TASK STATEMENT >>
Your answer should consist of every line from the records that holds the string "recorded".

=======

use std::fs;
use std::io;
use std::path::Path;
use std::time::{SystemTime, UNIX_EPOCH};

use serde::{Deserialize, Serialize};

use crate::engine::{Board, Move, Score};

const MAX_MERGEABLE: u32 = u32::MAX / 2;

/// How a recorded game ended.
#[derive(Debug, Clone, Copy, Serialize, Deserialize, PartialEq, Eq)]
pub enum RecordFinish {
    Won,
    Lost,
    Quit,
}

/// A single decision step in a game.
#[derive(Debug, Clone, Serialize, Deserialize, PartialEq)]
pub struct RecordStep {
    /// Board before the move.
    pub pre_board: Board,
    /// Chosen direction.
    pub chosen: Move,
    /// Points earned by merges on this move.
    pub gained: Score,
}

#[derive(Debug, Clone, Serialize, Deserialize, PartialEq)]
pub struct RecordMeta {
    pub target: u32,
    pub start_unix_s: u64,
    pub final_score: Score,
    pub highest_tile: u32,
    pub finish: RecordFinish,
}

/// A full game.
#[derive(Debug, Clone, Serialize, Deserialize, PartialEq)]
pub struct GameRecord {
    pub meta: RecordMeta,
    pub steps: Vec<RecordStep>,
    pub final_board: Board,
}

impl GameRecord {
    /// Sum of the points earned over all steps.
    pub fn total_gained(&self) -> Score { self.steps.iter().map(|s| s.gained).sum() }

    /// True if every step's direction actually moved its pre-move board and
    /// earned the recorded points. Boards holding values a merge could not
    /// double are rejected without replaying them.
    pub fn is_consistent(&self) -> bool {
        self.steps.iter().all(|s| {
            if !s.pre_board.is_well_formed() || s.pre_board.highest_tile() > MAX_MERGEABLE {
                return false;
            }
            let out = s.pre_board.shift(s.chosen);
            out.changed && out.gained == s.gained
        })
    }
}

/// Collects steps while a game is played.
#[derive(Debug, Clone)]
pub struct Recorder {
    target: u32,
    start_unix_s: u64,
    steps: Vec<RecordStep>,
}

impl Recorder {
    pub fn new(target: u32) -> Self {
        Self { target, start_unix_s: now_unix_seconds(), steps: Vec::with_capacity(1024) }
    }

    pub fn record(&mut self, pre_board: Board, chosen: Move, gained: Score) {
        self.steps.push(RecordStep { pre_board, chosen, gained });
    }

    #[inline]
    pub fn len(&self) -> usize { self.steps.len() }

    #[inline]
    pub fn is_empty(&self) -> bool { self.steps.is_empty() }

    /// Close the record with the final board and score.
    pub fn finish(self, final_board: Board, final_score: Score, finish: RecordFinish) -> GameRecord {
        let highest_tile = self
            .steps
            .iter()
            .map(|s| s.pre_board.highest_tile())
            .chain(std::iter::once(final_board.highest_tile()))
            .max()
            .unwrap_or(0);
        let meta = RecordMeta {
            target: self.target,
            start_unix_s: self.start_unix_s,
            final_score,
            highest_tile,
            finish,
        };
        GameRecord { meta, steps: self.steps, final_board }
    }
}

#[derive(thiserror::Error, Debug)]
pub enum SerializationError {
    #[error("io error: {0}")]
    Io(#[from] io::Error),
    #[error("postcard serialize error: {0}")]
    Postcard(#[from] postcard::Error),
}

/// Encode a record to postcard bytes.
pub fn to_postcard_bytes(record: &GameRecord) -> Result<Vec<u8>, SerializationError> {
    Ok(postcard::to_allocvec(record)?)
}

/// Decode a record from postcard bytes.
pub fn from_postcard_bytes(bytes: &[u8]) -> Result<GameRecord, SerializationError> {
    Ok(postcard::from_bytes(bytes)?)
}

/// Write a postcard-encoded record to a file.
pub fn write_postcard_to_path<P: AsRef<Path>>(path: P, record: &GameRecord) -> Result<(), SerializationError> {
    let bytes = to_postcard_bytes(record)?;
    fs::write(path, bytes)?;
    Ok(())
}

/// Read a postcard-encoded record from a file.
pub fn read_postcard_from_path<P: AsRef<Path>>(path: P) -> Result<GameRecord, SerializationError> {
    let bytes = fs::read(path)?;
    from_postcard_bytes(&bytes)
}

pub fn now_unix_seconds() -> u64 {
    SystemTime::now().duration_since(UNIX_EPOCH).unwrap_or_default().as_secs()
}

#[cfg(test)]
mod tests {
    use super::*;
    use crate::engine::Cell;
    use tempfile::NamedTempFile;

    fn make_test_record() -> GameRecord {
        let b0 = Board::from_rows([[Some(2), Some(2), None, None], [None; 4], [None; 4], [None; 4]]);
        let b1 = b0.shift(Move::Left).board.with_cell(3, 3, Cell::Occupied(2));
        let final_board = b1.shift(Move::Up).board;
        let mut rec = Recorder::new(2048);
        rec.record(b0, Move::Left, 2);
        rec.record(b1, Move::Up, 0);
        rec.finish(final_board, 2, RecordFinish::Quit)
    }

    #[test]
    fn test_move_serialization() {
        let up = Move::Up;
        let bytes = postcard::to_allocvec(&up).unwrap();
        let loaded: Move = postcard::from_bytes(&bytes).unwrap();
        assert_eq!(up, loaded);
    }

    #[test]
    fn test_board_serialization() {
        let b = Board::EMPTY.with_cell(1, 2, Cell::Occupied(1024));
        let bytes = postcard::to_allocvec(&b).unwrap();
        let loaded: Board = postcard::from_bytes(&bytes).unwrap();
        assert_eq!(b, loaded);
    }

    #[test]
    fn recorder_fills_meta() {
        let record = make_test_record();
        assert_eq!(record.steps.len(), 2);
        assert_eq!(record.meta.final_score, 2);
        assert_eq!(record.meta.highest_tile, 4);
        assert_eq!(record.meta.finish, RecordFinish::Quit);
        assert_eq!(record.total_gained(), 2);
        assert!(record.is_consistent());
    }

    #[test]
    fn inconsistent_step_is_detected() {
        let mut record = make_test_record();
        record.steps[0].gained = 99;
        assert!(!record.is_consistent());
    }

    #[test]
    fn oversized_tiles_are_inconsistent() {
        let mut record = make_test_record();
        record.steps[0].pre_board = Board::EMPTY
            .with_cell(0, 0, Cell::Occupied(1 << 31))
            .with_cell(1, 0, Cell::Occupied(1 << 31));
        assert!(!record.is_consistent());

        let mut record = make_test_record();
        record.steps[1].pre_board = record.steps[1].pre_board.with_cell(2, 2, Cell::Occupied(6));
        assert!(!record.is_consistent());
    }

    #[test]
    fn test_file_io() {
        let record = make_test_record();
        let tmp = NamedTempFile::new().unwrap();
        write_postcard_to_path(tmp.path(), &record).unwrap();
        let loaded = read_postcard_from_path(tmp.path()).unwrap();
        assert_eq!(record, loaded);
    }

    #[test]
    fn test_garbage_bytes_error() {
        let err = from_postcard_bytes(&[0xff, 0xff, 0xff]).unwrap_err();
        assert!(matches!(err, SerializationError::Postcard(_)));
    }
}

=======

EXERCISE RESULT >>
/// How a recorded game ended.
    /// earned the recorded points. Boards holding values a merge could not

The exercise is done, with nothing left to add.